Friday, May 13, 2011

a fortnight or so ago....

Here are some photos of the construction project from about 2 weeks ago. We are getting much closer now. Look for more recent photos in the next few days.

Zach Brendel and his crew from Oneta Woodworks did a fantastic job building the benches and the bar. The wood on the back of the benches is reclaimed pine from a cotton mill in Eatonton, and the panels on the front of the bar are rusty shingles from a farmhouse in Newtown that was being remodeled. They have a coat of epoxy on them so your knees won't get dirty.

You Can Go Home Again

Jay Payne has taken quite a journey since he retired from the bio-medical field in Maryland and decided to come full circle and bring his family back to Georgia 6 years ago. A native Athenian, Jay wanted to return to his roots and be close to his family here in the South.

He had done a little research with his son, Dylan, about sustainable farming and decided to give it a shot. The family bought a gorgeous plot of land in the Stephens community near Crawford and settled in for the ride. Merely a homesite when they purchased it, Jay, his wife, Maureen, and Dylan have transformed fallow fields of gently rolling hills into an inspiring farm oasis. Jay is also president of the board of the farmer’s market and has great plans for the local food scene of Athens.

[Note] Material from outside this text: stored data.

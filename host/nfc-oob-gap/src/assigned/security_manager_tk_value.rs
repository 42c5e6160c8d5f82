//! Security Manager TK Value
//!
//! This is the data type sent as part of the out of band data between two Security Managers
//! performing LE legacy pairing. The temporary key (TK) is the secret both devices use to
//! authenticate the pairing.

use super::{AdStruct, AssignedTypes, ConvertError, IntoStruct, StructIntermediate};

#[derive(Clone, Copy, PartialEq, Eq)]
#[cfg_attr(feature = "serde", derive(serde::Serialize, serde::Deserialize))]
pub struct SecurityManagerTkValue([u8; 16]);

impl SecurityManagerTkValue {
    pub(crate) const ASSIGNED_TYPE: AssignedTypes = AssignedTypes::SecurityManagerTKValue;

    /// Size of the TK
    pub const DATA_LEN: usize = 16;

    /// Size of the AD struct
    pub const STRUCT_SIZE: usize = Self::DATA_LEN + super::HEADER_SIZE;

    /// Create a `SecurityManagerTkValue`
    ///
    /// The bytes are sent in the same order as they are within `tk`.
    pub fn new(tk: [u8; 16]) -> Self {
        SecurityManagerTkValue(tk)
    }

    /// Get the bytes of the TK
    pub fn as_bytes(&self) -> &[u8; 16] {
        &self.0
    }

    /// The AD type of this value
    pub fn assigned_type() -> u8 {
        Self::ASSIGNED_TYPE.val()
    }

    /// Write the TK into the payload of an already encoded structure
    ///
    /// Only the first [`DATA_LEN`](Self::DATA_LEN) bytes of `payload` are written. This is also
    /// used to refresh the TK within an encoded structure.
    ///
    /// # Panic
    /// `payload` must be at least `DATA_LEN` bytes.
    pub fn write_payload(&self, payload: &mut [u8]) {
        payload[..Self::DATA_LEN].copy_from_slice(&self.0)
    }
}

impl From<u128> for SecurityManagerTkValue {
    /// The TK is converted to little endian bytes
    fn from(tk: u128) -> Self {
        SecurityManagerTkValue(tk.to_le_bytes())
    }
}

// the TK is a secret
impl core::fmt::Debug for SecurityManagerTkValue {
    fn fmt(&self, f: &mut core::fmt::Formatter<'_>) -> core::fmt::Result {
        f.write_str("SecurityManagerTkValue(..)")
    }
}

impl IntoStruct for SecurityManagerTkValue {
    fn data_len(&self) -> usize {
        Self::DATA_LEN
    }

    fn convert_into<'a>(&self, ad: &'a mut [u8]) -> Result<AdStruct<'a>, ConvertError> {
        let mut interm = StructIntermediate::try_new(ad, Self::ASSIGNED_TYPE, Self::DATA_LEN)?;

        interm.extend(&self.0).ok_or(ConvertError::OutOfSpace {
            required: Self::STRUCT_SIZE,
            remaining: 0,
        })?;

        Ok(interm.finish())
    }
}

Approximately 6 hoop houses are lined up on the back part of the property, abundant with the winter and early spring crops of beets, greens, kohlrabi and carrots. At the time of my visit, row upon row of dirt had been plowed up and pushed together and were awaiting the planting of summer crops. Several varietals of heirloom tomatoes, basil and squashes were getting their start in a small greenhouse. Dylan is apparently known around the market as the squash guy due to his love for cultivating as many different varietals of squash as possible each year.

A lot of the projects that the Paynes take on at Cedar Grove Farm are experimental in nature, but often the results are greater than might be expected.

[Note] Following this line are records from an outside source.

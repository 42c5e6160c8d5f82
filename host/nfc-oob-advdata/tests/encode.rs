mod common;

use common::{ad_types, init_logger, standard_encoder, DEVICE_NAME};
use nfc_oob_advdata::validator::UnsupportedField;
use nfc_oob_advdata::{AdvertisingDataSpec, Error, InvalidParameter, LescOobData, OobAdvDataEncoder};
use nfc_oob_gap::advdata::NameMode;
use nfc_oob_gap::assigned::flags::{FlagLabel, Flags};
use nfc_oob_gap::assigned::le_role::{InvalidRole, RequestedRole};
use nfc_oob_gap::assigned::sc_confirm_value::ScConfirmValue;
use nfc_oob_gap::assigned::sc_random_value::ScRandomValue;
use nfc_oob_gap::assigned::security_manager_oob_flags::SecurityManagerOobFlags;
use nfc_oob_gap::assigned::security_manager_tk_value::SecurityManagerTkValue;

fn full_spec() -> AdvertisingDataSpec {
    let mut spec = AdvertisingDataSpec {
        oob_flags: Some(SecurityManagerOobFlags::from(0x03)),
        tk_value: Some(SecurityManagerTkValue::new([0x5A; 16])),
        lesc_data: Some(LescOobData::new(ScConfirmValue::new([0xC0; 16]), ScRandomValue::new([0xD0; 16]))),
        le_role: Some(RequestedRole::PERIPHERAL_PREFERRED),
        ..Default::default()
    };

    let mut flags = Flags::new();

    flags.enable(FlagLabel::LeGeneralDiscoverableMode);

    spec.standard.include_le_address = true;
    spec.standard.include_appearance = true;
    spec.standard.flags = flags;
    spec.standard.name = NameMode::Full;
    spec.standard.service_uuids_16.add(0x180A);
    spec.standard.service_uuids_128.add(0xF000_AA00_0451_4000_B000_0000_0000_0000);

    spec
}

#[test]
fn oob_flags_example() {
    init_logger();

    let spec = AdvertisingDataSpec {
        oob_flags: Some(SecurityManagerOobFlags::from(0x05)),
        ..Default::default()
    };

    let mut encoder = OobAdvDataEncoder::new(standard_encoder());

    assert_eq!(Ok(3), encoder.required_len(&spec));

    let mut data = [0u8; 3];

    assert_eq!(Ok(3), encoder.encode(&spec, Some(&mut data[..])));
    assert_eq!([0x02, 0x11, 0x05], data);

    let mut small = [0u8; 2];

    assert_eq!(
        Err(Error::DataSizeExceeded {
            required: 3,
            remaining: 2
        }),
        encoder.encode(&spec, Some(&mut small[..]))
    );
}

#[test]
fn fields_are_in_a_fixed_order() {
    init_logger();

    let mut encoder = OobAdvDataEncoder::new(standard_encoder());

    let data = encoder.encode_to_vec(&full_spec()).unwrap();

    assert_eq!(
        vec![0x11, 0x22, 0x23, 0x10, 0x1C, 0x1B, 0x19, 0x01, 0x09, 0x03, 0x07],
        ad_types(&data)
    );
}

#[test]
fn role_follows_oob_flags() {
    init_logger();

    let spec = AdvertisingDataSpec {
        le_role: Some(RequestedRole::ONLY_CENTRAL),
        oob_flags: Some(SecurityManagerOobFlags::from(0x01)),
        ..Default::default()
    };

    let mut encoder = OobAdvDataEncoder::new(standard_encoder());

    let data = encoder.encode_to_vec(&spec).unwrap();

    assert_eq!(vec![0x02, 0x11, 0x01, 0x02, 0x1C, 0x01], data);
}

#[test]
fn standard_fields_content() {
    init_logger();

    let mut spec = AdvertisingDataSpec::default();

    spec.standard.name = NameMode::Short(3);
    spec.standard.include_le_address = true;

    let mut encoder = OobAdvDataEncoder::new(standard_encoder());

    let data = encoder.encode_to_vec(&spec).unwrap();

    assert_eq!(
        vec![
            0x08, 0x1B, 0xC1, 0xB2, 0xA3, 0x94, 0x85, 0xF6, 0x01, // random address
            0x04, 0x08, b'O', b'O', b'B', // shortened name
        ],
        data
    );

    // a short name longer than the name is the complete name
    spec.standard.name = NameMode::Short(200);

    let data = encoder.encode_to_vec(&spec).unwrap();

    assert_eq!(0x09, data[10]);
    assert_eq!(DEVICE_NAME.as_bytes(), &data[11..]);
}

#[test]
fn exact_capacity_and_one_short() {
    init_logger();

    let spec = full_spec();

    let mut encoder = OobAdvDataEncoder::new(standard_encoder());

    let size = encoder.required_len(&spec).unwrap();

    let mut short = vec![0u8; size - 1];

    assert!(matches!(
        encoder.encode(&spec, Some(&mut short[..])),
        Err(Error::DataSizeExceeded { .. })
    ));

    assert!(encoder.registry().is_empty());

    let mut exact = vec![0u8; size];

    assert_eq!(Ok(size), encoder.encode(&spec, Some(&mut exact[..])));

    // `ad_types` checks that the last structure ends at the last byte
    assert_eq!(11, ad_types(&exact).len());
}

#[test]
fn larger_buffer_is_allowed() {
    init_logger();

    let spec = AdvertisingDataSpec {
        le_role: Some(RequestedRole::CENTRAL_PREFERRED),
        ..Default::default()
    };

    let mut encoder = OobAdvDataEncoder::new(standard_encoder());

    let mut data = [0xFFu8; 10];

    assert_eq!(Ok(3), encoder.encode(&spec, Some(&mut data[..])));
    assert_eq!([0x02, 0x1C, 0x03, 0xFF], data[..4]);
}

#[test]
fn unsupported_field_writes_nothing() {
    init_logger();

    let mut spec = full_spec();

    spec.tx_power_level = Some(-4);

    let mut encoder = OobAdvDataEncoder::new(standard_encoder());

    let expected = Err(Error::InvalidParameter(InvalidParameter::Unsupported(
        UnsupportedField::TxPowerLevel,
    )));

    assert_eq!(expected, encoder.required_len(&spec));

    let mut data = [0u8; 255];

    assert_eq!(expected, encoder.encode(&spec, Some(&mut data[..])));

    assert!(data.iter().all(|b| *b == 0));
    assert!(encoder.registry().is_empty());
}

#[test]
fn invalid_role_is_rejected_when_writing() {
    init_logger();

    let spec = AdvertisingDataSpec {
        oob_flags: Some(SecurityManagerOobFlags::from(0x05)),
        le_role: Some(RequestedRole(0xEE)),
        ..Default::default()
    };

    let mut encoder = OobAdvDataEncoder::new(standard_encoder());

    // measuring only counts the size of the role structure
    assert_eq!(Ok(6), encoder.required_len(&spec));
    assert_eq!(Ok(6), encoder.encode(&spec, None));

    let mut data = [0u8; 8];

    assert_eq!(
        Err(Error::InvalidParameter(InvalidParameter::LeRole(InvalidRole(0xEE)))),
        encoder.encode(&spec, Some(&mut data[..]))
    );

    // the OOB flags before the role were written, nothing after them
    assert_eq!([0x02, 0x11, 0x05, 0, 0, 0, 0, 0], data);
}

#[test]
fn empty_spec() {
    init_logger();

    let mut encoder = OobAdvDataEncoder::new(standard_encoder());

    assert_eq!(Ok(Vec::new()), encoder.encode_to_vec(&AdvertisingDataSpec::default()));
}
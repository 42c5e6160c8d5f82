use crate::registry::RegistryKind;
use crate::validator::UnsupportedField;
use nfc_oob_gap::advdata;
use nfc_oob_gap::assigned::le_role::InvalidRole;
use nfc_oob_gap::assigned::ConvertError;

/// A parameter of an `AdvertisingDataSpec` that cannot be encoded
#[derive(Debug, Clone, Copy, PartialEq, Eq, thiserror::Error)]
pub enum InvalidParameter {
    #[error("{0} cannot be sent within OOB advertising data")]
    Unsupported(UnsupportedField),
    #[error("{0}")]
    LeRole(InvalidRole),
    #[error("data of {0} bytes is too large for an AD structure")]
    DataTooLarge(usize),
}

/// Error for encoding OOB advertising data
#[derive(Debug, Clone, Copy, PartialEq, Eq, thiserror::Error)]
pub enum Error {
    #[error("buffer too small, {required} bytes are needed but only {remaining} bytes remain")]
    DataSizeExceeded { required: usize, remaining: usize },
    #[error("invalid parameter, {0}")]
    InvalidParameter(#[from] InvalidParameter),
    #[error("no free slot within the registry for the position of the {0}")]
    RegistryFull(RegistryKind),
    #[error("failed to encode the standard fields, {0}")]
    Delegate(advdata::Error),
}

impl From<ConvertError> for Error {
    fn from(e: ConvertError) -> Self {
        match e {
            ConvertError::OutOfSpace { required, remaining } => Error::DataSizeExceeded { required, remaining },
            ConvertError::DataTooLarge { len } => InvalidParameter::DataTooLarge(len).into(),
        }
    }
}

impl From<advdata::Error> for Error {
    /// Running out of space within the standard fields is the same error as running out of space
    /// anywhere else.
    fn from(e: advdata::Error) -> Self {
        match e {
            advdata::Error::Convert(ConvertError::OutOfSpace { required, remaining }) => {
                Error::DataSizeExceeded { required, remaining }
            }
            e => Error::Delegate(e),
        }
    }
}

impl From<UnsupportedField> for Error {
    fn from(field: UnsupportedField) -> Self {
        InvalidParameter::Unsupported(field).into()
    }
}

impl From<InvalidRole> for Error {
    fn from(role: InvalidRole) -> Self {
        InvalidParameter::LeRole(role).into()
    }
}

After our visit, they let me come back to help harvest for the first farmer’s market. Bucket after bucket filled with rainbow chard, beets and beet greens, kohlrabi, spring onions, baby leeks, kale and lettuces. It was such an honor to be a part of the process, and spending the day in the fields was such a refreshing way to start the weekend.

Tuesday, May 10, 2011

A Native Son

We pull up to the side of the farmhouse on Jimmy Daniel Rd. on a sunny Tuesday afternoon. A structure with 4 posts sits lonely by the roadside awaiting a time when Spring is in full force and the bounty of the farm can be sold on the side of the road right here on the front of the property. Greeted at the car door by a sweet old dog and a line of ducks waddling by ahead, we approach the hoop house as Brent Lopp strides towards us from the fields to show us around Native Sun Farm in Bogart.
Brent’s parents have owned this land since he was in high school, and apparently it started off as a great deal more land than it is today. Slowly selling it off piece by piece to land developers, they live on a refreshing few acres of farmable land surrounded by subdivisions. Brent was a horticulture major in college who didn’t want to work in a nursery. He wanted to grow for himself and sell the bounty to his community, so his parents allowed him to cultivate the land that they had left, and what a great job he has done.

Native Sun is in the 2nd year of farming and already is leaps ahead of a lot of the beginning farmers that we have encountered in our search for suppliers and their stories. I first met Brent last winter at our second PLACE book club meeting. He was eager to learn about the culture of farming and the food culture of Athens, and he was just beginning this process. Now he has a huge hoop house, several fields with rows and rows of spring and summer crops, and a back pasture where he has started lots of fruit plants, something that is very exciting to find in these parts. He has the starts of raspberry and blackberry vines, blueberry bushes, grape vines and even a varietal of kiwi that has been shown to prosper in our part of the country.

In the middle of everything, a lone horse grazes in it’s pasture, and before we go, Brent lets the chickens that he has put up so we wouldn’t run them over when we arrive run free, and we can see all his young clucking brood scatter. My mom struggles to try to get them back in the pen, but to no avail. They have been set free and they have no intention of returning to their coop.

Brent and his wife, Amy, have recently had a baby, and they have dreams of being able to find some land that they can farm and live on at the same time. They are thinking of moving a little closer to Atlanta where they feel that the market is stronger for their produce, but I hope that they will stick around Athens for a while. I can’t wait to source from them and have them be a part of our family at Heirloom.